The National Curriculum website provides the most up to date information on how Drama is placed within the curriculum. At first glance Drama is absent but mention of it can be located, mainly within the subject of English. [See Appendix One for a description of the requirements and activities for Key Stages (KS) 1 & 2. (National Curriculum, 2011a)]. Whilst there are aims and objectives published for KS1 & 2, at KS3 & 4 there is mention of selected playwrights as subjects to be studied and the expectation that at least one Shakespearean play will be explored in depth at each stage (National Curriculum, 2011b & c). References to the use of Drama appear under Literature [See Appendix Two] (National Curriculum, 2011d).
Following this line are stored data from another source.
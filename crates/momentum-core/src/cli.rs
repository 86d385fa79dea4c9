use std::io::IsTerminal;
use std::path::PathBuf;

use anyhow::anyhow;
use clap::{ArgAction, Args, Parser, Subcommand};
use tracing::debug;
use tracing_subscriber::EnvFilter;

#[derive(Debug, Clone)]
pub struct KeyVal {
    pub key: String,
    pub value: String,
}

impl std::str::FromStr for KeyVal {
    type Err = anyhow::Error;

    fn from_str(s: &str) -> Result<Self, Self::Err> {
        let (k, v) = s
            .split_once('=')
            .ok_or_else(|| anyhow!("expected KEY=VALUE, got: {s}"))?;
        Ok(Self {
            key: k.trim().to_string(),
            value: v.trim().to_string(),
        })
    }
}

#[derive(Parser, Debug, Clone)]
#[command(
    name = "momentum",
    version,
    about = "Momentum: task board client for the momentum API",
    disable_help_subcommand = true
)]
pub struct GlobalCli {
    #[arg(short = 'v', long = "verbose", action = ArgAction::Count, global = true)]
    pub verbose: u8,

    #[arg(short = 'q', long = "quiet", action = ArgAction::Count, global = true)]
    pub quiet: u8,

    #[arg(
        long = "rc",
        value_parser = clap::builder::ValueParser::new(|s: &str| s.parse::<KeyVal>()),
        action = ArgAction::Append,
        global = true
    )]
    pub rc_overrides: Vec<KeyVal>,

    #[arg(long = "rc-file", global = true)]
    pub rc_file: Option<PathBuf>,

    #[arg(long = "data", global = true)]
    pub data: Option<PathBuf>,

    #[command(subcommand)]
    pub command: Command,
}

#[derive(Subcommand, Debug, Clone)]
pub enum Command {
    /// Show tasks grouped by status, optionally filtered
    Board(BoardArgs),

    /// Inspect a task or change its status
    #[command(subcommand)]
    Task(TaskCommand),

    /// Post a comment on a task, or a reply to one of its comments
    Comment {
        task: u64,
        text: String,
        #[arg(long = "reply-to")]
        reply_to: Option<u64>,
    },

    /// Work on the saved new-task draft
    #[command(subcommand)]
    Draft(DraftCommand),

    /// Manage employees
    #[command(subcommand)]
    Employee(EmployeeCommand),

    /// List statuses, priorities, departments and employees
    Lookups,

    /// Print effective configuration
    Config,
}

#[derive(Args, Debug, Clone, Default)]
pub struct BoardArgs {
    #[arg(short = 'd', long = "department")]
    pub departments: Vec<u64>,

    #[arg(short = 'p', long = "priority")]
    pub priorities: Vec<u64>,

    #[arg(short = 'e', long = "employee")]
    pub employee: Option<u64>,
}

#[derive(Subcommand, Debug, Clone)]
pub enum TaskCommand {
    /// Show a task with its comments
    Show { id: u64 },

    /// Move a task to another status
    Status { id: u64, status: u64 },
}

#[derive(Subcommand, Debug, Clone)]
pub enum DraftCommand {
    /// Show the draft with its validation state
    Show,

    /// Change draft fields
    Set(DraftSetArgs),

    /// Discard the draft
    Clear,

    /// Create the task from the draft
    Submit,
}

#[derive(Args, Debug, Clone, Default)]
pub struct DraftSetArgs {
    #[arg(long)]
    pub title: Option<String>,

    #[arg(long)]
    pub description: Option<String>,

    #[arg(long)]
    pub priority: Option<u64>,

    #[arg(long)]
    pub status: Option<u64>,

    #[arg(long)]
    pub department: Option<u64>,

    #[arg(long)]
    pub employee: Option<u64>,

    /// `today`, `tomorrow`, `+Nd`, `YYYY-MM-DD`, `DD.MM.YYYY` or RFC 3339
    #[arg(long)]
    pub deadline: Option<String>,
}

#[derive(Subcommand, Debug, Clone)]
pub enum EmployeeCommand {
    /// Create an employee with an avatar image
    Add {
        #[arg(long)]
        name: String,
        #[arg(long)]
        surname: String,
        #[arg(long)]
        avatar: PathBuf,
        #[arg(long)]
        department: u64,
    },
}

pub fn init_tracing(verbose: u8, quiet: u8) -> anyhow::Result<()> {
    let default_level = if quiet >= 2 {
        "error"
    } else if quiet == 1 {
        "warn"
    } else if verbose >= 3 {
        "trace"
    } else if verbose == 2 {
        "debug"
    } else if verbose == 1 {
        "info"
    } else {
        "warn"
    };

    let env_filter = EnvFilter::try_from_default_env()
        .or_else(|_| EnvFilter::try_new(default_level))
        .map_err(|e| anyhow!("invalid RUST_LOG / log filter: {e}"))?;

    let init_result = tracing_subscriber::fmt()
        .with_env_filter(env_filter)
        .with_writer(std::io::stderr)
        .with_target(true)
        .with_level(true)
        .with_thread_ids(true)
        .with_ansi(std::io::stderr().is_terminal())
        .try_init();

    if let Err(err) = init_result {
        debug!(error = %err, "tracing subscriber already set, continuing");
    }

    Ok(())
}

#[cfg(test)]
mod tests {
    use super::*;

    #[test]
    fn parses_board_filters() {
        let cli = GlobalCli::try_parse_from([
            "momentum", "-vv", "board", "-d", "1", "-d", "3", "--priority", "2", "-e", "7",
        ])
        .expect("parse");
        assert_eq!(cli.verbose, 2);
        let Command::Board(args) = cli.command else {
            panic!("expected board command");
        };
        assert_eq!(args.departments, vec![1, 3]);
        assert_eq!(args.priorities, vec![2]);
        assert_eq!(args.employee, Some(7));
    }

    #[test]
    fn rc_override_requires_key_value() {
        let ok = GlobalCli::try_parse_from(["momentum", "--rc", "color=off", "lookups"])
            .expect("parse");
        assert_eq!(ok.rc_overrides[0].key, "color");
        assert_eq!(ok.rc_overrides[0].value, "off");

        assert!(GlobalCli::try_parse_from(["momentum", "--rc", "color", "lookups"]).is_err());
    }

    #[test]
    fn parses_reply_and_draft_fields() {
        let cli = GlobalCli::try_parse_from([
            "momentum", "comment", "12", "looks good", "--reply-to", "4",
        ])
        .expect("parse");
        assert!(matches!(
            cli.command,
            Command::Comment { task: 12, reply_to: Some(4), .. }
        ));

        let cli = GlobalCli::try_parse_from([
            "momentum", "draft", "set", "--title", "Fix login", "--deadline", "tomorrow",
        ])
        .expect("parse");
        let Command::Draft(DraftCommand::Set(args)) = cli.command else {
            panic!("expected draft set");
        };
        assert_eq!(args.title.as_deref(), Some("Fix login"));
        assert_eq!(args.deadline.as_deref(), Some("tomorrow"));
        assert_eq!(args.priority, None);
    }
}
For England the Teachernet (Teachernet, 2011), DFES Drama Objectives (DFES, 2011) and QCDA (QCDA, 2011) resources have been/are being decommissioned with edited highlights appearing in the National Archive. In fact most of the Government resources advocated by the Initial Teacher Education website for English are no more (ITE, 2011a). The Department of Education website is replacing it, but the only suitable material found for Drama is an item for the Speaking and Listening element at KS1 & 2 dated 2004 (Department of Education, 2011).

In Ireland drama is within the ‘arts’ sector, alongside visual arts and music. The strand is “Drama to explore feelings, knowledge and ideas, leading to understanding.” They expect that when this subject is taught correctly it can help children at a young age to understand/relate and deal with life situations that can occur (Irish Curriculum, 2011). Whilst Drama is placed firmly in Arts Education as a trio with the visual and aural mediums, there is little support to be found in their Curriculum Planner as well (NCCA, 2011). Compare this to 52 resources for Drama in the Scottish Curriculum (Scottish Curriculum Resources for Drama, 2011). In Northern Ireland Drama is mentioned in Language & Literacy and has its own subject within The Arts and resources are well provided (N. Ireland Resources, 2011).

At KS1 & 2 the statutory subjects that all pupils must study are art and design, design and technology, English, geography, history, information and communication technology (ICT), mathematics, music, physical education and science. Religious education must also be provided at KS 1 and 2 (National Curriculum, 2011e), although there is a non-statutory program of study. From the National Curriculum (2011e) for Religious Education there are the following two points:

1). Explore how religious beliefs and ideas can be expressed through the arts and communicate their responses.

2). Using art and design, music, dance and drama to develop their creative talents and imagination.

Art and design does not mention drama until KS 2 as follows from the National Curriculum (2011f): Exploring a range of starting points for practical work [for example, themselves, their experiences, images, stories, drama, music, natural and made objects and environments].

Yet making puppet theatres, and also creating atmosphere in sounds, lighting, backdrops and costumes for full size plays would make the subject more fun whilst defining a practical purpose for the work.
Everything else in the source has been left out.